Intimacy can refer to everything from a casual sexual encounter to a long lasting marriage. There are probably as many shades of intimacy as there are people, but a common thread is the sense of opening ourselves up to another.
For me, intimacy is also a practice, and one that is touch centered. In much the same way as playing the piano, or writing, or going to a fitness center, it’s an activity for which I set aside a space and time. There are people with whom I share the practice, and we structure this by setting aside a time and space with the intention of sharing an intimate and erotic journey.
At the beginning of each session, we consciously transition from the familiar world dominated by talk to the world of touch. As we shed ourselves of clothing, the silent ways of skin on skin communication take over.

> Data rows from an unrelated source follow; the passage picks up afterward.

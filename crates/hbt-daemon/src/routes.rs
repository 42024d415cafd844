//! Axum router and all HTTP handlers for hbt-daemon.
//!
//! `build_router` is the single entry point; `main.rs` calls it and attaches
//! middleware layers. Tests compose the bare router directly.

use std::{convert::Infallible, sync::Arc};

use axum::{
    extract::{Path, Query, State},
    http::{HeaderMap, HeaderValue, StatusCode},
    response::{
        sse::{Event, KeepAlive, Sse},
        IntoResponse, Response,
    },
    routing::{get, post},
    Json, Router,
};
use futures_util::{stream, Stream};
use serde_json::Value;
use tracing::{info, warn};

use hbt_engine::{QueryError, Subscription, SubscriptionFilter};
use hbt_reconcile::decode_raw_record;
use hbt_schemas::SourceRole;

use crate::{
    api_types::{
        ErrorResponse, HealthResponse, IngestResponse, IngestResult, RecordsQuery,
        TimelineResponse,
    },
    state::{uptime_secs, AppState},
};

/// SSE event name for every published change.
pub const CHANGE_EVENT_NAME: &str = "batch_changed";

// ---------------------------------------------------------------------------
// Router
// ---------------------------------------------------------------------------

/// Build the complete application router wired to the given shared state.
///
/// Middleware layers (CORS, tracing) are **not** applied here; `main.rs`
/// attaches them after this call so tests can use the bare router.
pub fn build_router(state: Arc<AppState>) -> Router {
    Router::new()
        .route("/v1/health", get(health))
        .route("/v1/stats", get(stats))
        .route("/v1/batches/:external_id", get(get_batch))
        .route("/v1/batches/:external_id/timeline", get(get_timeline))
        .route("/v1/batches/:external_id/stream", get(batch_stream))
        .route("/v1/records", post(post_records))
        .route("/v1/resync", post(resync))
        .route("/v1/stream", get(stream_all))
        .with_state(state)
}

fn query_error(err: QueryError) -> Response {
    match err {
        QueryError::NotFound { external_id } => (
            StatusCode::NOT_FOUND,
            Json(ErrorResponse {
                error: "NOT_FOUND".to_string(),
                external_id: Some(external_id),
            }),
        )
            .into_response(),
    }
}

fn unprocessable(error: String) -> Response {
    (
        StatusCode::UNPROCESSABLE_ENTITY,
        Json(ErrorResponse {
            error,
            external_id: None,
        }),
    )
        .into_response()
}

// ---------------------------------------------------------------------------
// GET /v1/health  /v1/stats
// ---------------------------------------------------------------------------

pub(crate) async fn health(State(st): State<Arc<AppState>>) -> impl IntoResponse {
    (
        StatusCode::OK,
        Json(HealthResponse {
            ok: true,
            service: st.build.service.to_string(),
            version: st.build.version.to_string(),
            uptime_secs: uptime_secs(),
            config_hash: st.config_hash.clone(),
        }),
    )
}

pub(crate) async fn stats(State(st): State<Arc<AppState>>) -> impl IntoResponse {
    (StatusCode::OK, Json(st.engine.stats().await))
}

// ---------------------------------------------------------------------------
// GET /v1/batches/:external_id[/timeline]
// ---------------------------------------------------------------------------

pub(crate) async fn get_batch(
    State(st): State<Arc<AppState>>,
    Path(external_id): Path<String>,
) -> Response {
    match st.engine.get_canonical_batch(&external_id).await {
        Ok(batch) => (StatusCode::OK, Json(batch)).into_response(),
        Err(e) => query_error(e),
    }
}

pub(crate) async fn get_timeline(
    State(st): State<Arc<AppState>>,
    Path(external_id): Path<String>,
) -> Response {
    match st.engine.get_batch_view(&external_id).await {
        Ok(view) => (
            StatusCode::OK,
            Json(TimelineResponse {
                identity: view.batch.identity,
                version: view.version,
                steps: view.timeline,
            }),
        )
            .into_response(),
        Err(e) => query_error(e),
    }
}

// ---------------------------------------------------------------------------
// POST /v1/records
// ---------------------------------------------------------------------------

/// Ingest one raw record or an array of them.
///
/// Responds 200 with per-record outcomes when at least one record was
/// accepted (or the array was empty), 422 when every record was dropped.
pub(crate) async fn post_records(
    State(st): State<Arc<AppState>>,
    Query(q): Query<RecordsQuery>,
    Json(body): Json<Value>,
) -> Response {
    let role_hint = match q.role.as_deref() {
        None => None,
        Some(raw) => match SourceRole::parse(raw) {
            Some(r) => Some(r),
            None => return unprocessable(format!("unknown role '{raw}'")),
        },
    };

    let items = match body {
        Value::Array(items) => items,
        other => vec![other],
    };

    let mut results = Vec::with_capacity(items.len());
    for (index, item) in items.into_iter().enumerate() {
        let outcome = match decode_raw_record(index, item) {
            Ok(raw) => st.engine.ingest_raw(raw, role_hint).await,
            Err(e) => st.engine.drop_malformed(e.to_string(), role_hint, e.ids()).await,
        };
        results.push(IngestResult::from(outcome));
    }

    let accepted = results.iter().filter(|r| !r.is_dropped()).count();
    info!(posted = results.len(), accepted, "records/post");
    if accepted == 0 && !results.is_empty() {
        let error = results
            .iter()
            .filter_map(|r| r.error.clone())
            .collect::<Vec<_>>()
            .join("; ");
        return (
            StatusCode::UNPROCESSABLE_ENTITY,
            Json(serde_json::json!({ "error": error, "results": results })),
        )
            .into_response();
    }
    (StatusCode::OK, Json(IngestResponse { results })).into_response()
}

// ---------------------------------------------------------------------------
// POST /v1/resync
// ---------------------------------------------------------------------------

pub(crate) async fn resync(State(st): State<Arc<AppState>>) -> impl IntoResponse {
    let report = st
        .engine
        .resync(st.sources.as_slice(), st.source_timeout)
        .await;
    (StatusCode::OK, Json(report))
}

// ---------------------------------------------------------------------------
// GET /v1/stream  /v1/batches/:external_id/stream  (SSE)
// ---------------------------------------------------------------------------

pub(crate) async fn stream_all(State(st): State<Arc<AppState>>) -> Response {
    let sub = st.engine.subscribe(SubscriptionFilter::All).await;
    sse_response(sub)
}

pub(crate) async fn batch_stream(
    State(st): State<Arc<AppState>>,
    Path(external_id): Path<String>,
) -> Response {
    match st.engine.subscribe_to(&external_id).await {
        Ok(sub) => sse_response(sub),
        Err(e) => query_error(e),
    }
}

fn sse_response(sub: Subscription) -> Response {
    let mut headers = HeaderMap::new();
    headers.insert("Cache-Control", HeaderValue::from_static("no-cache"));
    headers.insert("Connection", HeaderValue::from_static("keep-alive"));

    let events = subscription_to_sse(sub);
    (headers, Sse::new(events).keep_alive(KeepAlive::new())).into_response()
}

/// Fresh events only; duplicates and stale versions never reach the client.
fn subscription_to_sse(sub: Subscription) -> impl Stream<Item = Result<Event, Infallible>> {
    stream::unfold(sub, |mut sub| async move {
        loop {
            let ev = sub.next_fresh().await?;
            match serde_json::to_string(&ev) {
                Ok(data) => {
                    let event = Event::default()
                        .event(CHANGE_EVENT_NAME)
                        .id(format!("{}:{}", ev.identity, ev.version))
                        .data(data);
                    return Some((Ok(event), sub));
                }
                Err(e) => {
                    warn!(identity = %ev.identity, error = %e, "change event not serializable")
                }
            }
        }
    })
}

Touch has a knowledge that goes deeper than rationality, and one that can open profound vistas if we can but let it happen.
Invariably in the course of each journey, there is some sensation, some area of our bodies that opens itself up to us, and that somehow seems new and unexplored. In some magical way, this happens not only with more recent partners but with ones I have had an intimate practice of many years with. This points up a benefit of a long-term practice, that it is possible to break through inhibitions so that you and your partner can have the freedom to flow with each other’s energy and to discover new areas. It is very much like the insights I often have when interpreting a piece of music that has been a part of my life for many years – new voices appear, inner rhythms I had not seen, new dimensions. It has everything to do with being able to look into the other, regardless of how familiar, and to open up our senses so that we can explore with new eyes, fingers, and whatever else comes into play.

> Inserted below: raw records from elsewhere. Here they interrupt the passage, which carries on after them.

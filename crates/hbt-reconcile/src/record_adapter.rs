//! Record Adapter: deserialize participant wire records and normalize them.
//!
//! # Purpose
//! Each participant portal persists its own JSON document per batch, keyed by
//! whatever identifiers it generated locally (`qrCode`, `collectionId`, `id`)
//! and using its own spelling of the lifecycle status.  This module defines
//! the *raw* (wire-level) record and a single [`normalize_record`] function
//! that converts it into the internal [`BatchRecord`].
//!
//! # Design constraints
//! - Pure, deterministic conversion. No IO, no async.
//! - Every normalization failure is a [`RecordAdapterError`]; all of them mean
//!   the record is malformed and must be dropped by the caller, never merged.
//! - Unknown attributes are kept verbatim; `null` attributes are ignored so a
//!   portal that blanks a field cannot erase another participant's value.

use std::collections::{BTreeMap, BTreeSet};

use chrono::{DateTime, NaiveDate, TimeZone, Utc};
use serde::{Deserialize, Serialize};
use serde_json::{json, Value};

use hbt_schemas::{BatchRecord, BatchStatus, FieldValue, SourceRole};

// ---------------------------------------------------------------------------
// Errors
// ---------------------------------------------------------------------------

/// All errors that can occur during record normalization.
#[derive(Debug, Clone, PartialEq, Eq)]
pub enum RecordAdapterError {
    /// None of `qrCode`, `collectionId`, `id` carried a usable value.
    NoExternalId,
    /// The record did not say which participant wrote it and the caller gave no hint.
    MissingRole,
    /// `sourceRole` could not be mapped to [`SourceRole`].
    UnknownRole { raw: String },
    /// `status` could not be mapped to [`BatchStatus`].
    UnknownStatus { external_id: String, raw: String },
    /// A timestamp was neither RFC 3339, a plain date, nor epoch milliseconds.
    InvalidTimestamp {
        external_id: String,
        field: String,
        raw: String,
    },
    /// Item `index` of a payload did not deserialize as a record at all.
    /// `ids` holds whatever `qrCode` / `collectionId` / `id` could be read.
    Undecodable {
        index: usize,
        reason: String,
        ids: Value,
    },
}

impl RecordAdapterError {
    /// Identifiers salvaged from the failed item, for logs and audit.
    pub fn ids(&self) -> Value {
        match self {
            Self::Undecodable { index, ids, .. } => json!({ "index": index, "ids": ids }),
            Self::UnknownStatus { external_id, .. }
            | Self::InvalidTimestamp { external_id, .. } => json!({ "externalId": external_id }),
            _ => Value::Null,
        }
    }
}

impl std::fmt::Display for RecordAdapterError {
    fn fmt(&self, f: &mut std::fmt::Formatter<'_>) -> std::fmt::Result {
        match self {
            Self::NoExternalId => write!(
                f,
                "malformed record: no qrCode, collectionId or id present"
            ),
            Self::MissingRole => write!(f, "malformed record: source role unknown"),
            Self::UnknownRole { raw } => {
                write!(f, "malformed record: unrecognised source role '{raw}'")
            }
            Self::UnknownStatus { external_id, raw } => write!(
                f,
                "malformed record '{external_id}': unrecognised status '{raw}'"
            ),
            Self::InvalidTimestamp {
                external_id,
                field,
                raw,
            } => write!(
                f,
                "malformed record '{external_id}': field '{field}' has invalid timestamp '{raw}'"
            ),
            Self::Undecodable { index, reason, .. } => {
                write!(f, "malformed record at position {index}: {reason}")
            }
        }
    }
}

impl std::error::Error for RecordAdapterError {}

// ---------------------------------------------------------------------------
// Raw wire-level record  (portal JSON → this → BatchRecord)
// ---------------------------------------------------------------------------

/// Wire-level batch record as persisted by a participant portal.
///
/// Every key not listed here lands in `attributes`.  Unknown keys are never
/// an error (`deny_unknown_fields` is NOT set).
#[derive(Debug, Clone, Default, PartialEq, Serialize, Deserialize)]
#[serde(rename_all = "camelCase")]
pub struct RawBatchRecord {
    #[serde(default, skip_serializing_if = "Option::is_none")]
    pub source_role: Option<String>,
    #[serde(default, skip_serializing_if = "Option::is_none")]
    pub qr_code: Option<String>,
    #[serde(default, skip_serializing_if = "Option::is_none")]
    pub collection_id: Option<String>,
    /// Some portals write numeric ids, so this stays untyped.
    #[serde(default, skip_serializing_if = "Option::is_none")]
    pub id: Option<Value>,
    #[serde(default, skip_serializing_if = "Option::is_none")]
    pub status: Option<String>,
    #[serde(default, skip_serializing_if = "Option::is_none")]
    pub last_updated: Option<Value>,
    /// Optional per-attribute timestamps: attribute name → timestamp.
    #[serde(default, skip_serializing_if = "BTreeMap::is_empty")]
    pub field_timestamps: BTreeMap<String, Value>,
    #[serde(flatten)]
    pub attributes: BTreeMap<String, Value>,
}

// ---------------------------------------------------------------------------
// Normalization helpers
// ---------------------------------------------------------------------------

fn collect_external_ids(raw: &RawBatchRecord) -> BTreeSet<String> {
    let mut ids = BTreeSet::new();
    for s in [raw.qr_code.as_deref(), raw.collection_id.as_deref()]
        .into_iter()
        .flatten()
    {
        let t = s.trim();
        if !t.is_empty() {
            ids.insert(t.to_string());
        }
    }
    match &raw.id {
        Some(Value::String(s)) if !s.trim().is_empty() => {
            ids.insert(s.trim().to_string());
        }
        Some(Value::Number(n)) => {
            ids.insert(n.to_string());
        }
        _ => {}
    }
    ids
}

/// Map a portal status string onto [`BatchStatus`]. Case, spaces and dashes
/// are ignored.
pub fn normalize_status(raw: &str) -> Option<BatchStatus> {
    let key = raw.trim().to_ascii_lowercase().replace([' ', '-'], "_");
    let status = match key.as_str() {
        "pending" | "created" | "collected" | "new" | "submitted" => BatchStatus::Pending,
        "processing" | "in_processing" | "in_progress" | "processing_started" => {
            BatchStatus::Processing
        }
        "processed" | "processing_complete" | "processing_completed" => BatchStatus::Processed,
        "testing" | "lab_testing" | "in_testing" | "under_test" => BatchStatus::Testing,
        "tested" | "test_complete" | "test_completed" | "lab_complete" | "lab_completed" => {
            BatchStatus::Tested
        }
        "approved" | "approved_by_regulator" | "certified" => BatchStatus::Approved,
        "rejected" | "rejected_by_regulator" | "failed" => BatchStatus::Rejected,
        "completed" | "complete" | "done" | "delivered" => BatchStatus::Completed,
        _ => return None,
    };
    Some(status)
}

/// Parse a wire timestamp: RFC 3339 string, `YYYY-MM-DD` date (midnight UTC),
/// or integer epoch milliseconds.
pub fn parse_timestamp(v: &Value) -> Option<DateTime<Utc>> {
    match v {
        Value::String(s) => {
            let s = s.trim();
            if let Ok(dt) = DateTime::parse_from_rfc3339(s) {
                return Some(dt.with_timezone(&Utc));
            }
            let date = NaiveDate::parse_from_str(s, "%Y-%m-%d").ok()?;
            Some(Utc.from_utc_datetime(&date.and_hms_opt(0, 0, 0)?))
        }
        Value::Number(n) => Utc.timestamp_millis_opt(n.as_i64()?).single(),
        _ => None,
    }
}

fn timestamp_field(
    external_id: &str,
    field: &str,
    v: &Value,
) -> Result<Option<DateTime<Utc>>, RecordAdapterError> {
    if v.is_null() {
        return Ok(None);
    }
    parse_timestamp(v)
        .map(Some)
        .ok_or_else(|| RecordAdapterError::InvalidTimestamp {
            external_id: external_id.to_string(),
            field: field.to_string(),
            raw: v.to_string(),
        })
}

fn resolve_role(
    raw: &RawBatchRecord,
    role_hint: Option<SourceRole>,
) -> Result<SourceRole, RecordAdapterError> {
    // The source a record was read from is authoritative over what the
    // record claims about itself.
    if let Some(role) = role_hint {
        return Ok(role);
    }
    match raw.source_role.as_deref() {
        Some(s) => SourceRole::parse(s).ok_or_else(|| RecordAdapterError::UnknownRole {
            raw: s.to_string(),
        }),
        None => Err(RecordAdapterError::MissingRole),
    }
}

// ---------------------------------------------------------------------------
// Public API
// ---------------------------------------------------------------------------

/// Normalize one raw record into a [`BatchRecord`].
///
/// `role_hint` is the role of the source the record was read from; when
/// absent the record's own `sourceRole` key is used.  A record without a
/// status is treated as `Pending`.
pub fn normalize_record(
    raw: RawBatchRecord,
    role_hint: Option<SourceRole>,
) -> Result<BatchRecord, RecordAdapterError> {
    let external_ids = collect_external_ids(&raw);
    let Some(first_id) = external_ids.iter().next().cloned() else {
        return Err(RecordAdapterError::NoExternalId);
    };
    let source_role = resolve_role(&raw, role_hint)?;

    let status = match raw.status.as_deref() {
        None => BatchStatus::Pending,
        Some(s) => normalize_status(s).ok_or_else(|| RecordAdapterError::UnknownStatus {
            external_id: first_id.clone(),
            raw: s.to_string(),
        })?,
    };

    let last_updated = match &raw.last_updated {
        Some(v) => timestamp_field(&first_id, "lastUpdated", v)?,
        None => None,
    };

    let mut fields = BTreeMap::new();
    for (name, value) in raw.attributes {
        if value.is_null() {
            continue;
        }
        let updated_at = match raw.field_timestamps.get(&name) {
            Some(ts) => timestamp_field(&first_id, &name, ts)?,
            None => None,
        };
        fields.insert(name, FieldValue { value, updated_at });
    }

    Ok(BatchRecord {
        source_role,
        external_ids,
        status,
        fields,
        last_updated,
    })
}

/// Lenient batch variant: malformed records are returned as errors next to
/// the records that normalized cleanly, in input order.
pub fn normalize_lenient(
    raws: Vec<RawBatchRecord>,
    role_hint: Option<SourceRole>,
) -> (Vec<BatchRecord>, Vec<RecordAdapterError>) {
    let mut records = Vec::new();
    let mut errors = Vec::new();
    for raw in raws {
        match normalize_record(raw, role_hint) {
            Ok(r) => records.push(r),
            Err(e) => errors.push(e),
        }
    }
    (records, errors)
}

/// Deserialize one wire item. `index` is its position in the payload.
pub fn decode_raw_record(index: usize, item: Value) -> Result<RawBatchRecord, RecordAdapterError> {
    let ids = salvage_ids(&item);
    serde_json::from_value(item).map_err(|e| RecordAdapterError::Undecodable {
        index,
        reason: e.to_string(),
        ids,
    })
}

/// Deserialize wire items one at a time. A wrong-typed item is reported and
/// skipped; it never takes its neighbours down with it.
pub fn decode_raw_records(items: Vec<Value>) -> (Vec<RawBatchRecord>, Vec<RecordAdapterError>) {
    let mut records = Vec::with_capacity(items.len());
    let mut errors = Vec::new();
    for (index, item) in items.into_iter().enumerate() {
        match decode_raw_record(index, item) {
            Ok(raw) => records.push(raw),
            Err(e) => errors.push(e),
        }
    }
    (records, errors)
}

fn salvage_ids(item: &Value) -> Value {
    let mut ids = serde_json::Map::new();
    if let Value::Object(map) = item {
        for key in ["qrCode", "collectionId", "id"] {
            if let Some(v) = map.get(key) {
                ids.insert(key.to_string(), v.clone());
            }
        }
    }
    Value::Object(ids)
}

/// Deserialize and normalize a JSON document holding one record or an array
/// of records. Only unparseable JSON is an `Err`; bad items come back as
/// errors next to the good records.
pub fn normalize_json(
    json: &str,
    role_hint: Option<SourceRole>,
) -> Result<(Vec<BatchRecord>, Vec<RecordAdapterError>), serde_json::Error> {
    let items = match serde_json::from_str::<Value>(json)? {
        Value::Array(items) => items,
        other => vec![other],
    };
    let (raws, mut errors) = decode_raw_records(items);
    let (records, rejected) = normalize_lenient(raws, role_hint);
    errors.extend(rejected);
    Ok((records, errors))
}

// ---------------------------------------------------------------------------
// Tests
// ---------------------------------------------------------------------------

Sometimes the things in life that appear to be the most effortless require the greatest amount of work. The great musicians, artists, sports players, to highlight only a few, give the impression that their craft simply falls to them with ease. For the most part, this is anything but true, they work at it. So too with the practice of intimacy. Every time we cast off a veil that blocks something in us or in those we practice with, the horizon changes, and we reach new levels. The energy we feel in our bodies is more alive. When it flows freely, we discover new and invigorating ways to express ourselves. Yes, practice does make for perfection, and fortunately for us there is always something needing work.